| INSTRUCTIONS FOR THE TASK |
Every line below that carries the word "EventMetadata" needs to be copied.

| SUPPLIED DATA |

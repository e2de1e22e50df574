use crate::domains::core::actor_state::EntityState;
use crate::domains::core::deletion::{DeletionPayload, PHYSICAL_DELETION_REMINDER};
use crate::domains::reference::types::{ReferenceCommand, ReferenceDto, ReferenceEvent};
use crate::errors::{DomainError, DomainResult, ValidationError};
use crate::platform::actor_host::{ActorContext, EntityActor};
use crate::platform::reminders::ReminderDelivery;
use crate::types::{CommandOutcome, EntityKind, EventMetadata, ReferenceType, RetentionPolicy};
use crate::validation::is_valid_sha256;
use async_trait::async_trait;
use uuid::Uuid;

/// Reference entity actor. Saves and checkpoints schedule their own
/// physical deletion from the owning repository's retention policy as
/// soon as they are created.
pub struct ReferenceActor {
    state: EntityState<ReferenceDto>,
}

impl ReferenceActor {
    /// Reference-type getter used by branch validation paths.
    pub fn reference_type(&self) -> ReferenceType {
        self.state.dto.reference_type
    }

    async fn repository_retention(&self, ctx: &ActorContext) -> RetentionPolicy {
        let repository_id = self.state.dto.repository_id;
        match ctx.host.repository(repository_id).await {
            Ok(proxy) => match proxy.read(|r| r.retention()).await {
                Ok(retention) => retention,
                Err(e) => {
                    log::warn!(
                        "retention lookup on repository {} failed, using defaults: {}",
                        repository_id,
                        e
                    );
                    ctx.retention_defaults
                }
            },
            Err(e) => {
                log::warn!(
                    "repository proxy {} unavailable, using default retention: {}",
                    repository_id,
                    e
                );
                ctx.retention_defaults
            }
        }
    }

    fn schedule_physical_deletion(
        &self,
        ctx: &ActorContext,
        delete_reason: &str,
        correlation_id: &str,
        days: u32,
    ) -> DomainResult<()> {
        let payload = DeletionPayload::new(delete_reason, correlation_id)
            .with_repository(self.state.dto.repository_id)
            .with_branch(self.state.dto.branch_id);
        ctx.reminders.register(
            EntityKind::Reference,
            self.state.id,
            PHYSICAL_DELETION_REMINDER,
            serde_json::to_value(payload).map_err(|e| DomainError::Internal(e.to_string()))?,
            chrono::Duration::days(days as i64),
            None,
        )
    }

    async fn delete_physically(
        &mut self,
        ctx: &ActorContext,
        metadata: &EventMetadata,
    ) -> DomainResult<CommandOutcome> {
        ctx.reminders.unregister(
            EntityKind::Reference,
            self.state.id,
            PHYSICAL_DELETION_REMINDER,
        );
        let event_name = self
            .state
            .physically_delete(ctx, ReferenceEvent::PhysicalDeleted, metadata)
            .await?;
        ctx.host.evict(EntityKind::Reference, self.state.id).await;
        Ok(CommandOutcome::new(event_name, self.state.id))
    }
}

#[async_trait]
impl EntityActor for ReferenceActor {
    const KIND: EntityKind = EntityKind::Reference;
    type Command = ReferenceCommand;
    type Dto = ReferenceDto;

    fn new(id: Uuid) -> Self {
        Self {
            state: EntityState::new(id),
        }
    }

    fn activated(&self) -> bool {
        self.state.activated
    }

    fn poisoned(&self) -> bool {
        self.state.poisoned
    }

    async fn activate(&mut self, ctx: &ActorContext) -> DomainResult<()> {
        self.state.load(ctx).await
    }

    async fn handle(
        &mut self,
        ctx: &ActorContext,
        command: ReferenceCommand,
        metadata: EventMetadata,
    ) -> DomainResult<CommandOutcome> {
        self.state.guard_correlation(&metadata)?;
        let id = self.state.id;
        match command {
            ReferenceCommand::Create {
                repository_id,
                branch_id,
                directory_version_id,
                sha256_hash,
                reference_type,
                reference_text,
            } => {
                self.state.guard_not_exists()?;
                if !is_valid_sha256(&sha256_hash) {
                    return Err(DomainError::Validation(ValidationError::format(
                        "sha256_hash",
                        "must be a 64-character lowercase hex SHA-256",
                    )));
                }
                let event = ReferenceEvent::Created {
                    reference_id: id,
                    repository_id,
                    branch_id,
                    directory_version_id,
                    sha256_hash: sha256_hash.clone(),
                    reference_type,
                    reference_text,
                };
                let event_name = self.state.apply(ctx, event, &metadata).await?;

                // Saves and checkpoints expire on the repository's
                // retention clock, starting now.
                let retention_days = match reference_type {
                    ReferenceType::Save => {
                        Some(self.repository_retention(ctx).await.save_days)
                    }
                    ReferenceType::Checkpoint => {
                        Some(self.repository_retention(ctx).await.checkpoint_days)
                    }
                    _ => None,
                };
                if let Some(days) = retention_days {
                    self.schedule_physical_deletion(
                        ctx,
                        "retention expired",
                        &metadata.correlation_id,
                        days,
                    )?;
                }
                Ok(CommandOutcome::new(event_name, id)
                    .with_property("branch_id", &branch_id.to_string())
                    .with_property("directory_version_id", &directory_version_id.to_string())
                    .with_property("sha256_hash", &sha256_hash))
            }
            ReferenceCommand::DeleteLogical {
                delete_reason,
                retention,
            } => {
                self.state.guard_exists()?;
                self.state.guard_not_deleted(self.state.dto.deleted_at)?;
                let event = ReferenceEvent::LogicalDeleted {
                    delete_reason: delete_reason.clone(),
                };
                let event_name = self.state.apply(ctx, event, &metadata).await?;
                let retention = match retention {
                    Some(retention) => retention,
                    None => self.repository_retention(ctx).await,
                };
                self.schedule_physical_deletion(
                    ctx,
                    &delete_reason,
                    &metadata.correlation_id,
                    retention.logical_delete_days,
                )?;
                Ok(CommandOutcome::new(event_name, id))
            }
            ReferenceCommand::Undelete => {
                self.state.guard_exists()?;
                if self.state.dto.deleted_at.is_none() {
                    return Err(DomainError::Conflict(
                        "reference is not logically deleted".to_string(),
                    ));
                }
                ctx.reminders
                    .unregister(EntityKind::Reference, id, PHYSICAL_DELETION_REMINDER);
                let event_name = self
                    .state
                    .apply(ctx, ReferenceEvent::Undeleted, &metadata)
                    .await?;
                Ok(CommandOutcome::new(event_name, id))
            }
            ReferenceCommand::DeletePhysical => {
                self.state.guard_exists()?;
                self.delete_physically(ctx, &metadata).await
            }
        }
    }

    async fn receive_reminder(
        &mut self,
        ctx: &ActorContext,
        reminder: ReminderDelivery,
    ) -> DomainResult<()> {
        if reminder.name != PHYSICAL_DELETION_REMINDER {
            log::warn!(
                "reference {} received unknown reminder {}",
                self.state.id,
                reminder.name
            );
            return Ok(());
        }
        if !self.state.exists() {
            return Ok(());
        }
        let payload: DeletionPayload = serde_json::from_value(reminder.payload)
            .map_err(|e| DomainError::Internal(format!("deletion payload decode: {}", e)))?;
        let metadata = EventMetadata::new(&payload.correlation_id);
        self.delete_physically(ctx, &metadata).await.map(|_| ())
    }

    fn exists(&self) -> bool {
        self.state.exists()
    }

    fn is_deleted(&self) -> bool {
        self.state.dto.deleted_at.is_some()
    }

    fn dto(&self) -> ReferenceDto {
        self.state.dto.clone()
    }
}
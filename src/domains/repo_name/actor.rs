use crate::errors::{DomainError, DomainResult, StoreError};
use crate::platform::actor_host::{ActorContext, EntityActor};
use crate::platform::reminders::ReminderDelivery;
use crate::types::{derived_actor_id, CommandOutcome, EntityKind, EventMetadata};
use async_trait::async_trait;
use serde::{Deserialize, Serialize};
use uuid::Uuid;

/// Read-model of the repository-name index actor: a single cached
/// repository id.
#[derive(Debug, Clone, Default, Serialize, Deserialize)]
pub struct RepositoryNameDto {
    pub repository_id: Option<Uuid>,
}

/// Commands accepted by the repository-name index actor
#[derive(Debug, Clone)]
pub enum RepositoryNameCommand {
    SetRepositoryId { repository_id: Uuid },
    ClearRepositoryId,
}

/// Actor id of the name-index entry for
/// `{repository-name}|{owner-id}|{organization-id}`.
pub fn repository_name_actor_id(
    repository_name: &str,
    owner_id: Uuid,
    organization_id: Uuid,
) -> Uuid {
    derived_actor_id(&format!(
        "{}|{}|{}",
        repository_name, owner_id, organization_id
    ))
}

const VALUE_KEY: &str = "repository_id";

/// Lookup actor mapping a repository name (scoped to owner and
/// organization) to its stable id. Not event-sourced: the single
/// value is set by whoever created or renamed the repository.
pub struct RepositoryNameActor {
    id: Uuid,
    dto: RepositoryNameDto,
    activated: bool,
    poisoned: bool,
}

impl RepositoryNameActor {
    /// Cached repository id, if one has been bound to this name.
    pub fn repository_id(&self) -> Option<Uuid> {
        self.dto.repository_id
    }

    fn actor_id(&self) -> String {
        format!("{}/{}", EntityKind::RepositoryName, self.id)
    }
}

#[async_trait]
impl EntityActor for RepositoryNameActor {
    const KIND: EntityKind = EntityKind::RepositoryName;
    type Command = RepositoryNameCommand;
    type Dto = RepositoryNameDto;

    fn new(id: Uuid) -> Self {
        Self {
            id,
            dto: RepositoryNameDto::default(),
            activated: false,
            poisoned: false,
        }
    }

    fn activated(&self) -> bool {
        self.activated
    }

    fn poisoned(&self) -> bool {
        self.poisoned
    }

    async fn activate(&mut self, ctx: &ActorContext) -> DomainResult<()> {
        let bytes = ctx.store.retrieve(&self.actor_id(), VALUE_KEY).await?;
        self.dto = match bytes {
            Some(bytes) => serde_json::from_slice(&bytes)
                .map_err(|e| DomainError::Store(StoreError::Serialization(e.to_string())))?,
            None => RepositoryNameDto::default(),
        };
        self.activated = true;
        self.poisoned = false;
        Ok(())
    }

    async fn handle(
        &mut self,
        ctx: &ActorContext,
        command: RepositoryNameCommand,
        _metadata: EventMetadata,
    ) -> DomainResult<CommandOutcome> {
        match command {
            RepositoryNameCommand::SetRepositoryId { repository_id } => {
                self.dto.repository_id = Some(repository_id);
                let bytes = serde_json::to_vec(&self.dto)
                    .map_err(|e| DomainError::Store(StoreError::Serialization(e.to_string())))?;
                if let Err(e) = ctx.store.save(&self.actor_id(), VALUE_KEY, &bytes).await {
                    self.poisoned = true;
                    return Err(DomainError::DependencyFailure(format!(
                        "failed to persist repository-name entry {}: {}",
                        self.actor_id(),
                        e
                    )));
                }
                Ok(CommandOutcome::new("RepositoryIdSet", self.id)
                    .with_property("repository_id", &repository_id.to_string()))
            }
            RepositoryNameCommand::ClearRepositoryId => {
                self.dto.repository_id = None;
                if let Err(e) = ctx.store.delete(&self.actor_id(), VALUE_KEY).await {
                    self.poisoned = true;
                    return Err(DomainError::DependencyFailure(format!(
                        "failed to clear repository-name entry {}: {}",
                        self.actor_id(),
                        e
                    )));
                }
                Ok(CommandOutcome::new("RepositoryIdCleared", self.id))
            }
        }
    }

    async fn receive_reminder(
        &mut self,
        _ctx: &ActorContext,
        reminder: ReminderDelivery,
    ) -> DomainResult<()> {
        log::warn!(
            "repository-name index {} received unexpected reminder {}",
            self.id,
            reminder.name
        );
        Ok(())
    }

    fn exists(&self) -> bool {
        self.dto.repository_id.is_some()
    }

    fn is_deleted(&self) -> bool {
        false
    }

    fn dto(&self) -> RepositoryNameDto {
        self.dto.clone()
    }
}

| COMPLETED EXERCISE |
use crate::types::{CommandOutcome, EntityKind, EventMetadata, ReferenceType, RetentionPolicy};
        metadata: &EventMetadata,
        metadata: EventMetadata,
        let metadata = EventMetadata::new(&payload.correlation_id);
use crate::types::{derived_actor_id, CommandOutcome, EntityKind, EventMetadata};
        _metadata: EventMetadata,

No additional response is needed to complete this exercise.